The conflict is providing a real-time stress test of Bitcoin‘s safe-haven credentials. If BTC can hold $70,000 while equities continue to sell off and Brent climbs above $90, the decoupling narrative gains enormous credibility with institutional allocators. Failure to hold $68,000 during a further escalation would undermine the thesis and likely trigger a rapid flush toward $60,000 as correlated selling resumes.

Clarity Act and Regulatory Tailwind:

Trump’s push for the Clarity Act and Kraken’s Fed approval for payment rail access represent structural positives that are slow-burning but potentially significant. Clear regulatory frameworks have historically attracted institutional capital — the January 2024 spot ETF approval triggered a rally from $27,000 to over $70,000. If the Clarity Act passes in H1 2026, JPMorgan identifies it as a potential positive catalyst for the second half of the year.

$73,500 — The Level That Matters:

Thursday’s rejection at $73,540 confirms this zone as the near-term gate. A daily close above $73,500 would break the 50-day MA, reclaim the upper consolidation boundary, and likely trigger momentum buying toward the $78,000–$79,000 upper Bollinger band. Below, $70,000 is the psychological floor and $68,428 is the structural one. A weekly close above $83,737 — flagged by CoinPedia analysts — would be required to signal a genuine trend reversal.

Verdict

Bitcoin is the most interesting asset in the current environment.
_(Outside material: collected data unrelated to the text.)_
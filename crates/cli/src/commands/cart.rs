//! `maison cart` commands.

use maison_core::LineItemId;
use maison_storefront::StorefrontSession;
use maison_storefront::views::{self, CartView, VariantSelection};

use super::{CommandError, product_by_slug, report};

/// Print every line with its price, then the subtotal.
#[allow(clippy::print_stdout)]
pub async fn show(session: &StorefrontSession) -> Result<(), CommandError> {
    let items = session.cart().snapshot().await;
    let view = CartView::from(items.as_slice());

    if view.is_empty() {
        println!("Your cart is empty");
        return Ok(());
    }

    for item in &view.items {
        let variant = item
            .variant_title
            .as_deref()
            .map(|v| format!(" ({v})"))
            .unwrap_or_default();
        println!(
            "#{:<6} {}{} x{} @ {} = {}",
            item.id, item.name, variant, item.quantity, item.price, item.line_price
        );
    }
    println!("{} items, subtotal {}", view.item_count, view.subtotal);
    Ok(())
}

/// Add a product, defaulting size and color to the product's first options.
pub async fn add(
    session: &StorefrontSession,
    slug: &str,
    quantity: u32,
    size: Option<String>,
    color: Option<String>,
) -> Result<(), CommandError> {
    let product = product_by_slug(session, slug).await?;

    let defaults = VariantSelection::defaults_for(&product);
    let selection = VariantSelection {
        size: size.or(defaults.size),
        color: color.or(defaults.color),
        quantity,
    };

    report(views::product::add_to_cart(session.cart(), &product, &selection).await)
}

pub async fn set_quantity(
    session: &StorefrontSession,
    id: LineItemId,
    quantity: u32,
) -> Result<(), CommandError> {
    session.cart().snapshot().await;
    if quantity < 1 {
        tracing::warn!("Quantity must be at least 1; use `cart remove` to drop a line");
        return Ok(());
    }

    match views::cart::change_quantity(session.cart(), id, quantity).await {
        Some(notice) => report(notice),
        None => show(session).await,
    }
}

pub async fn remove(session: &StorefrontSession, id: LineItemId) -> Result<(), CommandError> {
    session.cart().snapshot().await;
    match views::cart::remove_item(session.cart(), id).await {
        Some(notice) => report(notice),
        None => show(session).await,
    }
}

pub async fn clear(session: &StorefrontSession) -> Result<(), CommandError> {
    report(views::cart::clear(session.cart()).await)
}
use std::fmt;

/// Whether a notice reports success or failure.
#[derive(Debug, Clone, Copy, PartialEq, Eq)]
pub enum NoticeKind {
    Success,
    Error,
}

/// A transient message for the shopper.
#[derive(Debug, Clone, PartialEq, Eq)]
pub struct Notice {
    pub kind: NoticeKind,
    pub title: String,
    pub description: String,
}

impl Notice {
    pub fn success(title: impl Into<String>, description: impl Into<String>) -> Self {
        Self {
            kind: NoticeKind::Success,
            title: title.into(),
            description: description.into(),
        }
    }

    pub fn error(title: impl Into<String>, description: impl Into<String>) -> Self {
        Self {
            kind: NoticeKind::Error,
            title: title.into(),
            description: description.into(),
        }
    }

    #[must_use]
    pub fn is_error(&self) -> bool {
        self.kind == NoticeKind::Error
    }
}

impl fmt::Display for Notice {
    fn fmt(&self, f: &mut fmt::Formatter<'_>) -> fmt::Result {
        write!(f, "{}: {}", self.title, self.description)
    }
}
It is down 44% from its October 2025 all-time high of $126,272 — firmly in bear-market territory by any technical definition — yet it is outperforming the S&P 500, the Dow, the Ibovespa, gold, and virtually every EM currency on a week-over-week basis during an active military conflict. The Fear & Greed Index at 22 says the market is terrified; the $700 million in weekly ETF inflows and 270,000 BTC in whale accumulation say the smart money disagrees.

The technical picture is neutral with a cautiously constructive lean. RSI at 51.89 is the most balanced reading in weeks. The MACD bullish crossover is nascent but present. The $70,000–$73,500 range is the current prison — a break in either direction will be decisive. The 200-day SMA at $95,905 is a 35% gap overhead, confirming the secular downtrend is intact even as the tactical setup improves.

The bull case rests on three pillars: institutional accumulation despite retail fear (a classic bottoming signal), war-driven monetary debasement expectations (the Hayes thesis), and regulatory clarity (Clarity Act, Fed access). The bear case is simpler: BTC remains correlated to equities (78% correlation to S&P 500 this week per analyst data), and a deeper equity selloff could drag it below $68,000 regardless of narrative. Both scenarios are plausible, which is precisely what the 22 Fear & Greed reading reflects.

Bias: NEUTRAL — upgraded from Bearish. Support at $68,428–$70,114; resistance at $73,540. A daily close above $73,500 turns bias Bullish; a break below $68,000 reinstates Bearish. Extreme Fear sentiment and institutional accumulation favor contrarian longs, but the 200-day SMA at $95,905 and macro uncertainty cap conviction.